TASK DESCRIPTION: Look below for the line with "drop(socket.write_all(body.as_bytes()).await);", then give it again exactly, along with every line that comes after it, the final line included.

_ _ _

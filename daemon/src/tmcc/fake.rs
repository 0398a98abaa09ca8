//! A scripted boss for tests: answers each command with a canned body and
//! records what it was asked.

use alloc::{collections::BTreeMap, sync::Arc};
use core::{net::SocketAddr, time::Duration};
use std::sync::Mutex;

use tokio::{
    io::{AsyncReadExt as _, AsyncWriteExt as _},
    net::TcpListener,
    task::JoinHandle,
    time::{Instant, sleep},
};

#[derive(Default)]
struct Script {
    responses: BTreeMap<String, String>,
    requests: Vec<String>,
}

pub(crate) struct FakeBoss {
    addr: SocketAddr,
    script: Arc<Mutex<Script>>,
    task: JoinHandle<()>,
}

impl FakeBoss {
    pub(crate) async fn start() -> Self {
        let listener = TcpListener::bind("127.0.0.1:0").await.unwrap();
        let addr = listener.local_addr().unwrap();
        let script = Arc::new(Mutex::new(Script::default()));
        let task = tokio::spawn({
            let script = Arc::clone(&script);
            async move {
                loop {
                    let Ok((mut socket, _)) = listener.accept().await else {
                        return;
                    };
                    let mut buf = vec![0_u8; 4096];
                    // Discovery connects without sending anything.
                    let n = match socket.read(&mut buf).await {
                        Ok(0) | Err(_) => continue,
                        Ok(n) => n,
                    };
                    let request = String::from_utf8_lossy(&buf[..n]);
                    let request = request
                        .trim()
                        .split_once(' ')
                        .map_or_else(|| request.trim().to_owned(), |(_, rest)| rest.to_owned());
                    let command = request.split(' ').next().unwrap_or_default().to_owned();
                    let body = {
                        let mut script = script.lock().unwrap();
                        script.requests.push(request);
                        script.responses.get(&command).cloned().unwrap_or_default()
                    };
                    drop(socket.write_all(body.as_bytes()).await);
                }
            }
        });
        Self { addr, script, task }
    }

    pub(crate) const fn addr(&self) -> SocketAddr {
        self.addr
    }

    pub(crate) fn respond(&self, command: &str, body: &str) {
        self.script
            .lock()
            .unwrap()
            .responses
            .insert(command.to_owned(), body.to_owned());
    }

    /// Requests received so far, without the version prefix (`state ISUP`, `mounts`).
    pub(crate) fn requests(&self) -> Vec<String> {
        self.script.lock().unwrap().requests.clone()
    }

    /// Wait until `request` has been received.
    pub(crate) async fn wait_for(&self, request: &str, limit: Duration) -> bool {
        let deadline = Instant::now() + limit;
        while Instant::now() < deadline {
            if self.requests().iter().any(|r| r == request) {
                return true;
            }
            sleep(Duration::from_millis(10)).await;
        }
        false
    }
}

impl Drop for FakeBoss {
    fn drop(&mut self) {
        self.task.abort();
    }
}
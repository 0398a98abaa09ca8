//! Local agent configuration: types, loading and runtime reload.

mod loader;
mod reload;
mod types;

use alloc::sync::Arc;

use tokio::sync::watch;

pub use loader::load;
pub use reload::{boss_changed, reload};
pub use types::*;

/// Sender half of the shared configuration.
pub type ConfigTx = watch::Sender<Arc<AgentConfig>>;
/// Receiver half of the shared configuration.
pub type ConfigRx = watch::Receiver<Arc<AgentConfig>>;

_ _ _

REPLY TO THE TASK:
                    drop(socket.write_all(body.as_bytes()).await);
                }
            }
        });
        Self { addr, script, task }
    }

    pub(crate) const fn addr(&self) -> SocketAddr {
        self.addr
    }

    pub(crate) fn respond(&self, command: &str, body: &str) {
        self.script
            .lock()
            .unwrap()
            .responses
            .insert(command.to_owned(), body.to_owned());
    }

    /// Requests received so far, without the version prefix (`state ISUP`, `mounts`).
    pub(crate) fn requests(&self) -> Vec<String> {
        self.script.lock().unwrap().requests.clone()
    }

    /// Wait until `request` has been received.
    pub(crate) async fn wait_for(&self, request: &str, limit: Duration) -> bool {
        let deadline = Instant::now() + limit;
        while Instant::now() < deadline {
            if self.requests().iter().any(|r| r == request) {
                return true;
            }
            sleep(Duration::from_millis(10)).await;
        }
        false
    }
}

impl Drop for FakeBoss {
    fn drop(&mut self) {
        self.task.abort();
    }
}
repository 0398a98abaa09ca8
//! Local agent configuration: types, loading and runtime reload.

mod loader;
mod reload;
mod types;

use alloc::sync::Arc;

use tokio::sync::watch;

pub use loader::load;
pub use reload::{boss_changed, reload};
pub use types::*;

/// Sender half of the shared configuration.
pub type ConfigTx = watch::Sender<Arc<AgentConfig>>;
/// Receiver half of the shared configuration.
pub type ConfigRx = watch::Receiver<Arc<AgentConfig>>;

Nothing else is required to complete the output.